NBC’s ‘Best Friends Forever’: Incorporating Improv into Network TV

Best Friends Forever | Promotional Photo Courtesy of NBC

The sitcom has never been a very exciting medium structurally. Humor has changed since the years of Cheers and Taxi, but generally speaking, sitcoms still all follow a general structure from which shows only occasionally deviate. Sitcoms (at least on broadcast TV) are designed to be a type of comfort food, a world in which people can get comfortable enough to come back to visit on a week-to-week basis.

Some comedies in recent years have shaken things up in terms of writing the sitcom. Curb Your Enthusiasm’s run was literally groundbreaking in the world of TV comedy. A strategy of outlined scenes with improvised dialogue brought fresh and authentic comedic voices to the fore, and shows like The League on FX (a show that also features improvised dialogue) have followed in those footsteps.

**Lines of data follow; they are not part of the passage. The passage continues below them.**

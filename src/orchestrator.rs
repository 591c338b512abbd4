// src/orchestrator.rs
//
// Bridges per-frame hand detections to the two Trail instances and evaluates
// the proximity-triggered convergence overlay.

use crate::canvas::Canvas;
use crate::geometry::Point;
use crate::trail::{Trail, TrailConfig};
use crate::types::{Config, HandDetection};
use tracing::debug;

/// Keypoint index of the index fingertip in the hand-pose layout.
const INDEX_FINGERTIP: usize = 8;

#[derive(Debug, Clone)]
pub struct OrchestratorConfig {
    /// Detections below this confidence are discarded.
    pub min_confidence: f32,
    /// Fingertip distance (input units) below which the overlay shows.
    pub proximity_threshold: f32,
    pub left_trail: TrailConfig,
    pub right_trail: TrailConfig,
}

impl OrchestratorConfig {
    pub fn from_config(config: &Config) -> Self {
        let trail = |color: [u8; 3]| TrailConfig {
            max_length: config.trail.max_length,
            color,
            debounce_delay_ms: config.trail.debounce_delay_ms,
            idle_threshold_ms: config.trail.idle_threshold_ms,
        };

        Self {
            min_confidence: config.detection.min_confidence,
            proximity_threshold: config.overlay.proximity_threshold,
            left_trail: trail(config.trail.left_color),
            right_trail: trail(config.trail.right_color),
        }
    }
}

/// What happened during one frame, for stats and event logging.
#[derive(Debug, Clone, Copy, Default)]
pub struct FrameSummary {
    pub detections_routed: usize,
    pub overlay_shown: bool,
    pub fingertip_distance: Option<f32>,
}

pub struct FrameOrchestrator {
    left: Trail,
    right: Trail,
    min_confidence: f32,
    proximity_threshold: f32,
}

impl FrameOrchestrator {
    pub fn new(config: OrchestratorConfig) -> Self {
        Self {
            left: Trail::new(config.left_trail),
            right: Trail::new(config.right_trail),
            min_confidence: config.min_confidence,
            proximity_threshold: config.proximity_threshold,
        }
    }

    /// Run one frame: route detections, render both trails, check proximity.
    pub fn process_frame(
        &mut self,
        detections: &[HandDetection],
        now_ms: f64,
        frame_index: u64,
        canvas: &mut dyn Canvas,
    ) -> FrameSummary {
        let mut routed = 0;

        for detection in detections {
            if detection.confidence < self.min_confidence {
                debug!(
                    "Skipping low-confidence detection ({:.3} < {:.3})",
                    detection.confidence, self.min_confidence
                );
                continue;
            }

            let fingertip = match detection.keypoints.get(INDEX_FINGERTIP) {
                Some(p) => *p,
                None => continue,
            };

            // "Left" routes to the left trail; any other label falls back to
            // the right trail, including unrecognized handedness strings.
            if detection.handedness == "Left" {
                self.left.update(fingertip, now_ms);
            } else {
                self.right.update(fingertip, now_ms);
            }
            routed += 1;
        }

        // Both trails render every frame, updated or not — this is what keeps
        // idle decay running when a hand leaves the feed.
        self.left.render(now_ms, frame_index, canvas);
        self.right.render(now_ms, frame_index, canvas);

        let mut summary = FrameSummary {
            detections_routed: routed,
            ..Default::default()
        };

        // Re-evaluated independently every frame; no hysteresis, so the
        // overlay may flicker right at the threshold boundary.
        if let (Some(left), Some(right)) = (self.left.current(), self.right.current()) {
            let distance = left.distance(right);
            summary.fingertip_distance = Some(distance);

            if distance < self.proximity_threshold {
                canvas.draw_centered_overlay();
                summary.overlay_shown = true;
            }
        }

        summary
    }

    pub fn left_current(&self) -> Option<Point> {
        self.left.current()
    }

    pub fn right_current(&self) -> Option<Point> {
        self.right.current()
    }
}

Now running on NBC is another comedy with an improv-oriented writing approach: Best Friends Forever, from creators and stars Jessica St. Clair and Lennon Parham. Parham and St. Clair are graduates of the renowned improv programs at the Upright Citizens Brigade, a comedy troupe based out of New York that has launched the career of what seems to be every great comic actor out there (most notably Amy Poehler, who co-founded the theater).

Promotional photo courtesy of NBC

Best Friends Forever, like Curb and The League, has improv in its DNA. In an interview with the Huffington Post, Parham and St. Clair explain that the two tape-record themselves improvising scenes and then transcribe the recordings by hand. They pick out their best takes and compile them into what will eventually become an episode script. Though Best Friends Forever does have a writing team to help break stories and edit the scripts, Parham and St. Clair basically fuel everything with improv.

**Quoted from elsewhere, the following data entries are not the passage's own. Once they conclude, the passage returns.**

// src/video.rs

use crate::types::Config;
use anyhow::Result;
use opencv::{
    core::{self, Mat},
    prelude::*,
    videoio::{self, VideoCapture, VideoCaptureTraitConst, VideoWriter},
};
use std::path::{Path, PathBuf};
use tracing::info;
use walkdir::WalkDir;

pub struct VideoProcessor {
    config: Config,
}

impl VideoProcessor {
    pub fn new(config: Config) -> Self {
        Self { config }
    }

    pub fn find_video_files(&self) -> Result<Vec<PathBuf>> {
        let mut videos = Vec::new();

        let video_extensions = vec!["mp4", "avi", "mov", "mkv", "MP4", "AVI", "MOV", "MKV"];

        for entry in WalkDir::new(&self.config.video.input_dir)
            .follow_links(true)
            .into_iter()
            .filter_map(|e| e.ok())
        {
            let path = entry.path();
            if let Some(ext) = path.extension() {
                if video_extensions.contains(&ext.to_str().unwrap_or("")) {
                    videos.push(path.to_path_buf());
                }
            }
        }

        info!("Found {} video files", videos.len());
        Ok(videos)
    }

    pub fn open_video(&self, path: &Path) -> Result<VideoReader> {
        info!("Opening video: {}", path.display());

        let cap = VideoCapture::from_file(path.to_string_lossy().as_ref(), videoio::CAP_ANY)?;

        if !cap.is_opened()? {
            anyhow::bail!("Failed to open video file");
        }

        let fps = VideoCaptureTraitConst::get(&cap, videoio::CAP_PROP_FPS)?;
        let total_frames = VideoCaptureTraitConst::get(&cap, videoio::CAP_PROP_FRAME_COUNT)? as i32;
        let width = VideoCaptureTraitConst::get(&cap, videoio::CAP_PROP_FRAME_WIDTH)? as i32;
        let height = VideoCaptureTraitConst::get(&cap, videoio::CAP_PROP_FRAME_HEIGHT)? as i32;

        info!(
            "Video properties: {}x{} @ {:.1} FPS, {} frames",
            width, height, fps, total_frames
        );

        Ok(VideoReader {
            cap,
            fps,
            total_frames,
            current_frame: 0,
            width,
            height,
        })
    }

    pub fn create_writer(
        &self,
        input_path: &Path,
        width: i32,
        height: i32,
        fps: f64,
    ) -> Result<Option<VideoWriter>> {
        if !self.config.video.save_annotated {
            return Ok(None);
        }

        std::fs::create_dir_all(&self.config.video.output_dir)?;

        let input_name = input_path
            .file_stem()
            .map(|s| s.to_string_lossy().into_owned())
            .unwrap_or_else(|| "video".to_string());
        let output_path =
            PathBuf::from(&self.config.video.output_dir).join(format!("{}_trails.mp4", input_name));

        info!("Output video: {}", output_path.display());

        let fourcc = VideoWriter::fourcc('m', 'p', '4', 'v')?;
        let writer = VideoWriter::new(
            output_path.to_string_lossy().as_ref(),
            fourcc,
            fps,
            core::Size::new(width, height),
            true,
        )?;

        Ok(Some(writer))
    }
}

pub struct VideoReader {
    pub cap: VideoCapture,
    pub fps: f64,
    pub total_frames: i32,
    pub current_frame: i32,
    pub width: i32,
    pub height: i32,
}

impl VideoReader {
    /// Next frame as a BGR Mat plus its timestamp in milliseconds.
    ///
    /// Timestamps derive from the frame counter and FPS, so they are strictly
    /// non-decreasing — the monotonic clock the trail pipeline requires.
    pub fn read_frame(&mut self) -> Result<Option<(Mat, f64)>> {
        use opencv::videoio::VideoCaptureTrait;

        let mut mat = Mat::default();

        if !VideoCaptureTrait::read(&mut self.cap, &mut mat)? || mat.empty() {
            return Ok(None);
        }

        self.current_frame += 1;
        let timestamp_ms = (self.current_frame as f64 / self.fps.max(1.0)) * 1000.0;

        Ok(Some((mat, timestamp_ms)))
    }

    pub fn progress(&self) -> f32 {
        if self.total_frames == 0 {
            return 0.0;
        }
        (self.current_frame as f32 / self.total_frames as f32) * 100.0
    }
}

The pilot episode, much like any improv show, has its ups and downs. Jessica and Lennon’s chemistry is undeniable. There’s an ease to their friendship that is hard to find among the female relationships on network TV. Their rapport is fast-paced and very funny. The only thing that seems to be holding the comedy back on BFF is traditional sitcom structure. Because this is a network show, the story goes through the motions of very clichéd sitcom fare. In the pilot, Jessica is served divorce papers and moves back in with Lennon—who now has a live-in boyfriend (played by Luka Jones). What ensues is the time-tested formula of the wacky friend coming in and causing problems for the central couple. The plot structure is predictable, but what saves this is the chemistry and the rhythm that the leads create. This is a type of humor that is hard to find on TV, let alone on network TV.

Like any sitcom before it (except maybe the now-infamous Arrested Development), Best Friends Forever will need some time to work out its kinks, but in its nascent stages, it’s showing a lot of promise.